Scan the entries for the word "TryFrom" and return every line that has it.

▼

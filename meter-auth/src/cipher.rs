use std::fmt;
use std::fs;
use std::io;
use std::path::{Path, PathBuf};
use std::str::FromStr;

use rand_core::OsRng;
use rsa::pkcs1::{DecodeRsaPrivateKey, DecodeRsaPublicKey};
use rsa::pkcs8::{DecodePrivateKey, DecodePublicKey};
use rsa::traits::PublicKeyParts;
use rsa::{Oaep, RsaPrivateKey, RsaPublicKey};
use sha2::Sha256;

/// Bytes of OAEP padding overhead for SHA-256: two digests plus two bytes.
const OAEP_OVERHEAD: usize = 2 * 32 + 2;

/// Rejects moduli that leave no room for a message after OAEP padding.
fn check_size(key: &impl PublicKeyParts) -> Result<(), KeyLoadError> {
    if key.size() <= OAEP_OVERHEAD {
        return Err(KeyLoadError::BadKey);
    }
    Ok(())
}

/// Raised if a key could not be loaded.
#[derive(Debug, thiserror::Error)]
pub enum KeyLoadError {
    /// The key file could not be read.
    #[error("could not read key file {}", .path.display())]
    Io {
        /// Location of the key.
        path: PathBuf,
        /// The underlying error.
        #[source]
        source: io::Error,
    },
    /// The file is not a PEM encoded RSA key, or the key is too small for OAEP.
    #[error("bad key data")]
    BadKey,
}

/// Raised if a payload could not be encrypted or decrypted.
#[derive(Debug, thiserror::Error)]
pub enum CipherError {
    /// The ciphertext is not a multiple of the key size.
    #[error("ciphertext has invalid length {0}")]
    BadLength(usize),
    /// RSA encryption or decryption failed.
    #[error("rsa operation failed")]
    Rsa(#[from] rsa::Error),
}

fn read_pem(path: &Path) -> Result<String, KeyLoadError> {
    fs::read_to_string(path).map_err(|source| KeyLoadError::Io {
        path: path.to_owned(),
        source,
    })
}

/// The collector's public key, used by the agent to encrypt payloads.
#[derive(Clone, PartialEq)]
pub struct EncryptionKey {
    inner: RsaPublicKey,
}

impl EncryptionKey {
    /// Reads a PEM encoded public key (SPKI or PKCS#1) from a file.
    pub fn from_file(path: impl AsRef<Path>) -> Result<Self, KeyLoadError> {
        read_pem(path.as_ref())?.parse()
    }

    /// Encrypts the payload with RSA-OAEP (SHA-256).
    ///
    /// The payload is split into blocks of the maximum OAEP message size. The result is the
    /// concatenation of all encrypted blocks, each exactly as long as the key modulus.
    pub fn encrypt(&self, plaintext: &[u8]) -> Result<Vec<u8>, CipherError> {
        let block_size = self.inner.size() - OAEP_OVERHEAD;
        let blocks = plaintext.len().div_ceil(block_size).max(1);
        let mut ciphertext = Vec::with_capacity(blocks * self.inner.size());

        // An empty payload still produces one block.
        let mut chunks: Vec<&[u8]> = plaintext.chunks(block_size).collect();
        if chunks.is_empty() {
            chunks.push(&[]);
        }

        for chunk in chunks {
            let block = self
                .inner
                .encrypt(&mut OsRng, Oaep::new::<Sha256>(), chunk)?;
            ciphertext.extend_from_slice(&block);
        }

        Ok(ciphertext)
    }
}

impl TryFrom<RsaPublicKey> for EncryptionKey {
    type Error = KeyLoadError;

    fn try_from(inner: RsaPublicKey) -> Result<Self, Self::Error> {
        check_size(&inner)?;
        Ok(Self { inner })
    }
}

impl FromStr for EncryptionKey {
    type Err = KeyLoadError;

    fn from_str(pem: &str) -> Result<Self, Self::Err> {
        let inner = RsaPublicKey::from_public_key_pem(pem)
            .or_else(|_| RsaPublicKey::from_pkcs1_pem(pem))
            .map_err(|_| KeyLoadError::BadKey)?;
        Self::try_from(inner)
    }
}

impl fmt::Debug for EncryptionKey {
    fn fmt(&self, f: &mut fmt::Formatter<'_>) -> fmt::Result {
        write!(f, "EncryptionKey({} bits)", self.inner.size() * 8)
    }
}

/// The collector's private key, used to decrypt payloads.
#[derive(Clone)]
pub struct DecryptionKey {
    inner: RsaPrivateKey,
}

impl DecryptionKey {
    /// Reads a PEM encoded private key (PKCS#8 or PKCS#1) from a file.
    pub fn from_file(path: impl AsRef<Path>) -> Result<Self, KeyLoadError> {
        read_pem(path.as_ref())?.parse()
    }

    /// Returns the matching public key.
    pub fn encryption_key(&self) -> EncryptionKey {
        EncryptionKey {
            inner: self.inner.to_public_key(),
        }
    }

    /// Decrypts a payload produced by [`EncryptionKey::encrypt`].
    pub fn decrypt(&self, ciphertext: &[u8]) -> Result<Vec<u8>, CipherError> {
        let block_size = self.inner.size();
        if ciphertext.is_empty() || ciphertext.len() % block_size != 0 {
            return Err(CipherError::BadLength(ciphertext.len()));
        }

        let mut plaintext = Vec::with_capacity(ciphertext.len());
        for block in ciphertext.chunks(block_size) {
            plaintext.extend(self.inner.decrypt(Oaep::new::<Sha256>(), block)?);
        }

        Ok(plaintext)
    }
}

impl TryFrom<RsaPrivateKey> for DecryptionKey {
    type Error = KeyLoadError;

    fn try_from(inner: RsaPrivateKey) -> Result<Self, Self::Error> {
        check_size(&inner)?;
        Ok(Self { inner })
    }
}

impl FromStr for DecryptionKey {
    type Err = KeyLoadError;

    fn from_str(pem: &str) -> Result<Self, Self::Err> {
        let inner = RsaPrivateKey::from_pkcs8_pem(pem)
            .or_else(|_| RsaPrivateKey::from_pkcs1_pem(pem))
            .map_err(|_| KeyLoadError::BadKey)?;
        Self::try_from(inner)
    }
}

impl fmt::Debug for DecryptionKey {
    fn fmt(&self, f: &mut fmt::Formatter<'_>) -> fmt::Result {
        write!(f, "DecryptionKey({} bits)", self.inner.size() * 8)
    }
}

#[cfg(test)]
mod tests {
    use rsa::pkcs8::{EncodePrivateKey, EncodePublicKey, LineEnding};

    use super::*;

    fn generate() -> DecryptionKey {
        DecryptionKey::try_from(RsaPrivateKey::new(&mut OsRng, 1024).unwrap()).unwrap()
    }

    #[test]
    fn test_roundtrip_single_block() {
        let private = generate();
        let public = private.encryption_key();

        let ciphertext = public.encrypt(b"[]").unwrap();
        assert_eq!(ciphertext.len(), 128);
        assert_eq!(private.decrypt(&ciphertext).unwrap(), b"[]");
    }

    #[test]
    fn test_roundtrip_multiple_blocks() {
        let private = generate();
        let public = private.encryption_key();

        let payload = br#"{"id":"HeapAlloc","type":"gauge","value":1934528.0}"#.repeat(10);
        let ciphertext = public.encrypt(&payload).unwrap();

        assert_eq!(ciphertext.len() % 128, 0);
        assert!(ciphertext.len() > 128);
        assert_eq!(private.decrypt(&ciphertext).unwrap(), payload);
    }

    #[test]
    fn test_empty_payload() {
        let private = generate();
        let ciphertext = private.encryption_key().encrypt(b"").unwrap();
        assert_eq!(private.decrypt(&ciphertext).unwrap(), b"");
    }

    #[test]
    fn test_decrypt_rejects_truncated() {
        let private = generate();
        let ciphertext = private.encryption_key().encrypt(b"payload").unwrap();

        assert!(matches!(
            private.decrypt(&ciphertext[..100]),
            Err(CipherError::BadLength(100))
        ));
    }

    #[test]
    fn test_wrong_key_fails() {
        let ciphertext = generate()
            .encryption_key()
            .encrypt(b"secret")
            .unwrap();

        let other = generate();
        assert!(matches!(other.decrypt(&ciphertext), Err(CipherError::Rsa(_))));
    }

    #[test]
    fn test_load_from_pem_files() {
        let private = RsaPrivateKey::new(&mut OsRng, 1024).unwrap();
        let dir = tempfile::tempdir().unwrap();
        let private_path = dir.path().join("private.pem");
        let public_path = dir.path().join("public.pem");

        fs::write(
            &private_path,
            private.to_pkcs8_pem(LineEnding::LF).unwrap().as_bytes(),
        )
        .unwrap();
        fs::write(
            &public_path,
            private
                .to_public_key()
                .to_public_key_pem(LineEnding::LF)
                .unwrap(),
        )
        .unwrap();

        let encryption = EncryptionKey::from_file(&public_path).unwrap();
        let decryption = DecryptionKey::from_file(&private_path).unwrap();
        let ciphertext = encryption.encrypt(b"hello").unwrap();
        assert_eq!(decryption.decrypt(&ciphertext).unwrap(), b"hello");
    }

    #[test]
    fn test_load_errors() {
        assert!(matches!(
            "not a key".parse::<EncryptionKey>(),
            Err(KeyLoadError::BadKey)
        ));
        assert!(matches!(
            DecryptionKey::from_file("/nonexistent/key.pem"),
            Err(KeyLoadError::Io { .. })
        ));
    }

    #[test]
    fn test_key_too_small() {
        // 512 bits leave no room for SHA-256 OAEP padding.
        let small = RsaPrivateKey::new(&mut OsRng, 512).unwrap();
        let pem = small.to_pkcs8_pem(LineEnding::LF).unwrap();
        let public_pem = small.to_public_key().to_public_key_pem(LineEnding::LF).unwrap();

        assert!(matches!(
            pem.parse::<DecryptionKey>(),
            Err(KeyLoadError::BadKey)
        ));
        assert!(matches!(
            public_pem.parse::<EncryptionKey>(),
            Err(KeyLoadError::BadKey)
        ));
        assert!(matches!(
            DecryptionKey::try_from(small),
            Err(KeyLoadError::BadKey)
        ));
    }
}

▲

▶ **RESPONSE TO THIS EXERCISE**
impl TryFrom<RsaPublicKey> for EncryptionKey {
impl TryFrom<RsaPrivateKey> for DecryptionKey {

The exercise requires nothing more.